Your objective: Exactly and without additions, transcribe the line that contains "fn resolve_target(board: &Board, target: DropTarget)" and every line after it in the data.

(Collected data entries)
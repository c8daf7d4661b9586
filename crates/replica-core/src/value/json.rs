//! JSON bridge
//!
//! Builds values from `serde_json` trees and renders them back.

use serde_json::{Map, Number};

use crate::config::ReplicaConfig;
use crate::error::{ReplicaError, ReplicaResult};
use crate::path::AccessPath;
use super::object::Object;
use super::value::{ContainerId, Value};

impl From<serde_json::Value> for Value {
    fn from(json: serde_json::Value) -> Self {
        match json {
            serde_json::Value::Null => Value::Null,
            serde_json::Value::Bool(b) => Value::Bool(b),
            serde_json::Value::Number(n) => Value::Number(n.as_f64().unwrap_or(f64::NAN)),
            serde_json::Value::String(s) => Value::from(s),
            serde_json::Value::Array(items) => {
                Value::array(items.into_iter().map(Value::from).collect())
            }
            serde_json::Value::Object(entries) => Value::object(
                entries
                    .into_iter()
                    .map(|(key, value)| (key, Value::from(value)))
                    .collect::<Object>(),
            ),
        }
    }
}

impl Value {
    /// Render as JSON with default limits.
    ///
    /// `undefined` becomes `null` inside arrays and is skipped in objects,
    /// non-finite numbers become `null`, hidden properties are skipped.
    /// Shared containers are written out at every site; cycles are an error.
    pub fn to_json(&self) -> ReplicaResult<serde_json::Value> {
        self.to_json_with(&ReplicaConfig::default())
    }

    /// Render as JSON, honouring `config.max_depth`.
    pub fn to_json_with(&self, config: &ReplicaConfig) -> ReplicaResult<serde_json::Value> {
        config.validate()?;
        JsonWriter {
            max_depth: config.max_depth,
            ancestors: Vec::new(),
            path: AccessPath::new(),
        }
        .write(self)
    }
}

/// Largest integer an `f64` represents exactly (2^53 - 1)
const MAX_SAFE_INTEGER: f64 = 9_007_199_254_740_991.0;

/// Integral numbers render without a fraction, as JS does.
fn number(n: f64) -> serde_json::Value {
    if n.fract() == 0.0 && n.abs() <= MAX_SAFE_INTEGER {
        return serde_json::Value::from(n as i64);
    }
    Number::from_f64(n)
        .map(serde_json::Value::Number)
        .unwrap_or(serde_json::Value::Null)
}

struct JsonWriter {
    max_depth: usize,
    ancestors: Vec<ContainerId>,
    path: AccessPath,
}

impl JsonWriter {
    fn write(&mut self, value: &Value) -> ReplicaResult<serde_json::Value> {
        match value {
            Value::Undefined | Value::Null => Ok(serde_json::Value::Null),
            Value::Bool(b) => Ok(serde_json::Value::Bool(*b)),
            Value::Number(n) => Ok(number(*n)),
            Value::String(s) => Ok(serde_json::Value::String(s.to_string())),
            Value::Array(items) => {
                self.enter(ContainerId::of(items))?;
                let items = items.borrow();
                let mut out = Vec::with_capacity(items.len());
                for (index, item) in items.iter().enumerate() {
                    self.path.push_index(index);
                    let written = self.write(item);
                    self.path.pop();
                    out.push(written?);
                }
                self.ancestors.pop();
                Ok(serde_json::Value::Array(out))
            }
            Value::Object(object) => {
                self.enter(ContainerId::of(object))?;
                let object = object.borrow();
                let mut out = Map::new();
                for (key, item) in object.enumerable_entries() {
                    if matches!(item, Value::Undefined) {
                        continue;
                    }
                    self.path.push_key(key.clone());
                    let written = self.write(item);
                    self.path.pop();
                    out.insert(key.to_string(), written?);
                }
                self.ancestors.pop();
                Ok(serde_json::Value::Object(out))
            }
        }
    }

    fn enter(&mut self, id: ContainerId) -> ReplicaResult<()> {
        if self.ancestors.contains(&id) {
            return Err(ReplicaError::CyclicStructure {
                path: self.path.to_string(),
            });
        }
        if self.ancestors.len() >= self.max_depth {
            return Err(ReplicaError::DepthExceeded {
                limit: self.max_depth,
                path: self.path.to_string(),
            });
        }
        self.ancestors.push(id);
        Ok(())
    }
}
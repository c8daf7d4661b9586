pub mod equal;
pub mod json;
pub mod object;
pub mod value;

pub use equal::deep_equal;
pub use object::{Object, Property};
pub use value::{ArrayRef, ContainerId, ObjectRef, Value};
//! Structural equality
//!
//! Two values are deep-equal when they have the same shape and the same
//! primitives at every path. Objects compare their enumerable own properties
//! regardless of order; prototypes are ignored. Cycles are handled by
//! assuming a pair of containers equal while it is under comparison.

use std::collections::HashSet;
use std::rc::Rc;

use super::value::{ContainerId, Value};

pub fn deep_equal(left: &Value, right: &Value) -> bool {
    Comparison::default().equal(left, right)
}

#[derive(Default)]
struct Comparison {
    assumed: HashSet<(ContainerId, ContainerId)>,
}

impl Comparison {
    fn equal(&mut self, left: &Value, right: &Value) -> bool {
        match (left, right) {
            (Value::Undefined, Value::Undefined) | (Value::Null, Value::Null) => true,
            (Value::Bool(a), Value::Bool(b)) => a == b,
            (Value::Number(a), Value::Number(b)) => a == b || (a.is_nan() && b.is_nan()),
            (Value::String(a), Value::String(b)) => a == b,
            (Value::Array(a), Value::Array(b)) => {
                if Rc::ptr_eq(a, b) || !self.assume(ContainerId::of(a), ContainerId::of(b)) {
                    return true;
                }
                let (a, b) = (a.borrow(), b.borrow());
                let equal =
                    a.len() == b.len() && a.iter().zip(b.iter()).all(|(x, y)| self.equal(x, y));
                equal
            }
            (Value::Object(a), Value::Object(b)) => {
                if Rc::ptr_eq(a, b) || !self.assume(ContainerId::of(a), ContainerId::of(b)) {
                    return true;
                }
                let (a, b) = (a.borrow(), b.borrow());
                if a.own_enumerable_keys().count() != b.own_enumerable_keys().count() {
                    return false;
                }
                let equal = a.enumerable_entries().all(|(key, x)| {
                    match b.property(key) {
                        Some(property) if property.enumerable => self.equal(x, &property.value),
                        _ => false,
                    }
                });
                equal
            }
            _ => false,
        }
    }

    /// Returns false when the pair is already being compared.
    fn assume(&mut self, left: ContainerId, right: ContainerId) -> bool {
        self.assumed.insert((left, right))
    }
}

impl PartialEq for Value {
    fn eq(&self, other: &Self) -> bool {
        deep_equal(self, other)
    }
}
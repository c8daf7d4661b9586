//! Replica - Core Library
//!
//! Deep cloning for JS-like values built from primitives, shared arrays and
//! shared string-keyed objects.

pub mod error;
pub mod config;
pub mod value;
pub mod clone;
pub mod graph;
pub mod path;

// Re-export commonly used types
pub use error::{ReplicaError, ReplicaResult};
pub use config::{CyclePolicy, ReplicaConfig, SharedPolicy};
pub use value::{deep_equal, ContainerId, Object, Property, Value};
pub use clone::{deep_clone, deep_clone_with};

#[cfg(test)]
mod tests {
    use super::*;
    use serde_json::json;

    #[test]
    fn method_and_function_agree() {
        let input = Value::from(json!({ "list": [1, "two", null, { "three": 3 }] }));
        let via_fn = deep_clone(&input).expect("clone failed");
        let via_method = input.deep_clone().expect("clone failed");

        assert!(deep_equal(&via_fn, &via_method));
        assert!(!via_fn.same(&via_method));
        assert!(!graph::shares_containers(&via_fn, &input));
        assert!(!graph::shares_containers(&via_method, &input));
    }

    #[test]
    fn aliased_and_cyclic_together() {
        // root -> [shared, shared], shared -> { back: root }
        let shared = Value::empty_object();
        let root = Value::array(vec![shared.clone(), shared.clone()]);
        shared.as_object().unwrap().borrow_mut().set("back", root.clone());

        let config = ReplicaConfig::new().with_cycles(CyclePolicy::Reconstruct);
        let clone = deep_clone_with(&root, &config).expect("clone failed");

        let first = clone.at(0).unwrap();
        assert!(first.same(&clone.at(1).unwrap()));
        assert!(first.get("back").unwrap().same(&clone));
        assert_eq!(graph::container_count(&clone), 2);
        assert!(!graph::shares_containers(&clone, &root));

        root.clear();
        clone.clear();
    }
}
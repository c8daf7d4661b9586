//! Deep Clone
//!
//! Produces a structurally equal copy of a value that shares no container
//! with the input. Each call owns its bookkeeping; nothing outlives it.

mod cloner;

use tracing::debug;

use crate::config::ReplicaConfig;
use crate::error::ReplicaResult;
use crate::value::Value;

use cloner::Cloner;

/// Deep clone with default limits: cycles rejected, shared sub-structure
/// preserved, nesting capped at 512 levels.
pub fn deep_clone(input: &Value) -> ReplicaResult<Value> {
    deep_clone_with(input, &ReplicaConfig::default())
}

/// Deep clone under an explicit configuration.
pub fn deep_clone_with(input: &Value, config: &ReplicaConfig) -> ReplicaResult<Value> {
    config.validate()?;
    if input.is_primitive() {
        return Ok(input.clone());
    }

    debug!(
        kind = input.type_name(),
        max_depth = config.max_depth,
        cycles = ?config.cycles,
        shared = ?config.shared,
        "deep clone started"
    );
    let mut cloner = Cloner::new(config);
    let clone = cloner.clone_value(input)?;
    debug!(containers = cloner.allocated(), "deep clone finished");
    Ok(clone)
}
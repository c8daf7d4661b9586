//! Replica Configuration
//!
//! Defines traversal limits and structural policies for a clone.
//! Configuration specifies constraints only; enforcement is handled by the cloner.

use serde::Deserialize;

use crate::error::{ReplicaError, ReplicaResult};

/// What to do when a container is reached again while it is still being cloned.
#[derive(Debug, Clone, Copy, PartialEq, Eq, Default, Deserialize)]
#[serde(rename_all = "kebab-case")]
pub enum CyclePolicy {
    /// Fail with `ReplicaError::CyclicStructure`.
    #[default]
    Reject,

    /// Point the back-reference at the clone under construction.
    Reconstruct,
}

/// What to do when a finished container is reached again through another path.
#[derive(Debug, Clone, Copy, PartialEq, Eq, Default, Deserialize)]
#[serde(rename_all = "kebab-case")]
pub enum SharedPolicy {
    /// Clone once and alias the clone at every site.
    #[default]
    Preserve,

    /// Give every site its own copy.
    Duplicate,
}

/// Clone configuration
#[derive(Debug, Clone, PartialEq, Eq, Deserialize)]
#[serde(default, rename_all = "kebab-case")]
pub struct ReplicaConfig {
    /// Maximum number of nested container levels
    pub max_depth: usize,

    /// Back-reference handling
    pub cycles: CyclePolicy,

    /// Aliased sub-structure handling
    pub shared: SharedPolicy,
}

impl Default for ReplicaConfig {
    fn default() -> Self {
        ReplicaConfig {
            max_depth: 512,
            cycles: CyclePolicy::Reject,
            shared: SharedPolicy::Preserve,
        }
    }
}

impl ReplicaConfig {
    /// Create a new configuration with default limits
    pub fn new() -> Self {
        Self::default()
    }

    pub fn with_max_depth(mut self, max_depth: usize) -> Self {
        self.max_depth = max_depth;
        self
    }

    pub fn with_cycles(mut self, cycles: CyclePolicy) -> Self {
        self.cycles = cycles;
        self
    }

    pub fn with_shared(mut self, shared: SharedPolicy) -> Self {
        self.shared = shared;
        self
    }

    /// Reject configurations no traversal could satisfy.
    pub fn validate(&self) -> ReplicaResult<()> {
        if self.max_depth == 0 {
            return Err(ReplicaError::Config(
                "max_depth must be at least 1".to_string(),
            ));
        }
        Ok(())
    }
}
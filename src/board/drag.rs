//! Drag-and-drop state machine: pick up, hover, drop.

use uuid::Uuid;

use crate::error::ValidationError;
use crate::types::TaskPatch;

use super::{Board, Placement};

#[derive(Debug, Clone, Copy, Eq, PartialEq)]
pub enum DropTarget {
    /// Append to the end of this column.
    Column(Uuid),
    /// Land next to this task, in whatever column it sits.
    Task { task_id: Uuid, placement: Placement },
}

#[derive(Debug, Clone, Eq, PartialEq, Default)]
pub enum DragState {
    #[default]
    Idle,
    Dragging {
        task_id: Uuid,
        origin_status: Option<Uuid>,
        hover: Option<DropTarget>,
    },
}

/// A resolved move, already applied to the board.
#[derive(Debug, Clone, Eq, PartialEq)]
pub struct MoveIntent {
    pub task_id: Uuid,
    pub from_status: Option<Uuid>,
    pub from_position: i64,
    pub to_status: Uuid,
    pub to_position: i64,
}

impl MoveIntent {
    pub fn patch(&self) -> TaskPatch {
        TaskPatch {
            status_id: Some(Some(self.to_status)),
            position: Some(self.to_position),
            ..TaskPatch::default()
        }
    }
}

#[derive(Debug, Clone, Eq, PartialEq)]
pub enum DropOutcome {
    /// No valid target, or the task vanished mid-drag.
    Cancelled,
    /// Dropped onto the column it already sits in.
    Unchanged,
    Moved(MoveIntent),
}

#[derive(Debug, Default)]
pub struct DragController {
    state: DragState,
}

impl DragController {
    pub fn new() -> Self {
        Self::default()
    }

    pub fn state(&self) -> &DragState {
        &self.state
    }

    pub fn dragging(&self) -> Option<Uuid> {
        match self.state {
            DragState::Dragging { task_id, .. } => Some(task_id),
            DragState::Idle => None,
        }
    }

    pub fn pick_up(&mut self, board: &Board, task_id: Uuid) -> Result<(), ValidationError> {
        let task = board
            .task(task_id)
            .ok_or(ValidationError::UnknownTask(task_id))?;
        self.state = DragState::Dragging {
            task_id,
            origin_status: task.status_id,
            hover: None,
        };
        Ok(())
    }

    pub fn hover(&mut self, target: Option<DropTarget>) {
        if let DragState::Dragging { hover, .. } = &mut self.state {
            *hover = target;
        }
    }

    pub fn cancel(&mut self) -> bool {
        let was_dragging = self.dragging().is_some();
        self.state = DragState::Idle;
        was_dragging
    }

    /// Silently ends a drag of `task_id`, e.g. after a remote delete.
    pub fn invalidate(&mut self, task_id: Uuid) -> bool {
        if self.dragging() == Some(task_id) {
            self.state = DragState::Idle;
            return true;
        }
        false
    }

    /// Ends the drag. A cross-column drop is applied to the board before
    /// returning; the caller owns issuing the durable write.
    pub fn drop(&mut self, board: &mut Board) -> DropOutcome {
        let DragState::Dragging { task_id, hover, .. } = std::mem::take(&mut self.state) else {
            return DropOutcome::Cancelled;
        };
        let Some(task) = board.task(task_id) else {
            return DropOutcome::Cancelled;
        };
        let Some((to_status, anchor)) = hover.and_then(|target| resolve_target(board, target))
        else {
            return DropOutcome::Cancelled;
        };

        if task.status_id == Some(to_status) {
            return DropOutcome::Unchanged;
        }

        let from_status = task.status_id;
        let from_position = task.position;
        let to_position = board.position_for_drop(to_status, anchor, task_id);
        board.set_task_placement(task_id, Some(to_status), to_position);

        DropOutcome::Moved(MoveIntent {
            task_id,
            from_status,
            from_position,
            to_status,
            to_position,
        })
    }
}

fn resolve_target(board: &Board, target: DropTarget) -> Option<(Uuid, Option<(Uuid, Placement)>)> {
    match target {
        DropTarget::Column(status_id) => board.status(status_id).map(|status| (status.id, None)),
        DropTarget::Task { task_id, placement } => {
            let over = board.task(task_id)?;
            let status_id = over.status_id.filter(|id| board.status(*id).is_some())?;
            Some((status_id, Some((task_id, placement))))
        }
    }
}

Task answer:
fn resolve_target(board: &Board, target: DropTarget) -> Option<(Uuid, Option<(Uuid, Placement)>)> {
    match target {
        DropTarget::Column(status_id) => board.status(status_id).map(|status| (status.id, None)),
        DropTarget::Task { task_id, placement } => {
            let over = board.task(task_id)?;
            let status_id = over.status_id.filter(|id| board.status(*id).is_some())?;
            Some((status_id, Some((task_id, placement))))
        }
    }
}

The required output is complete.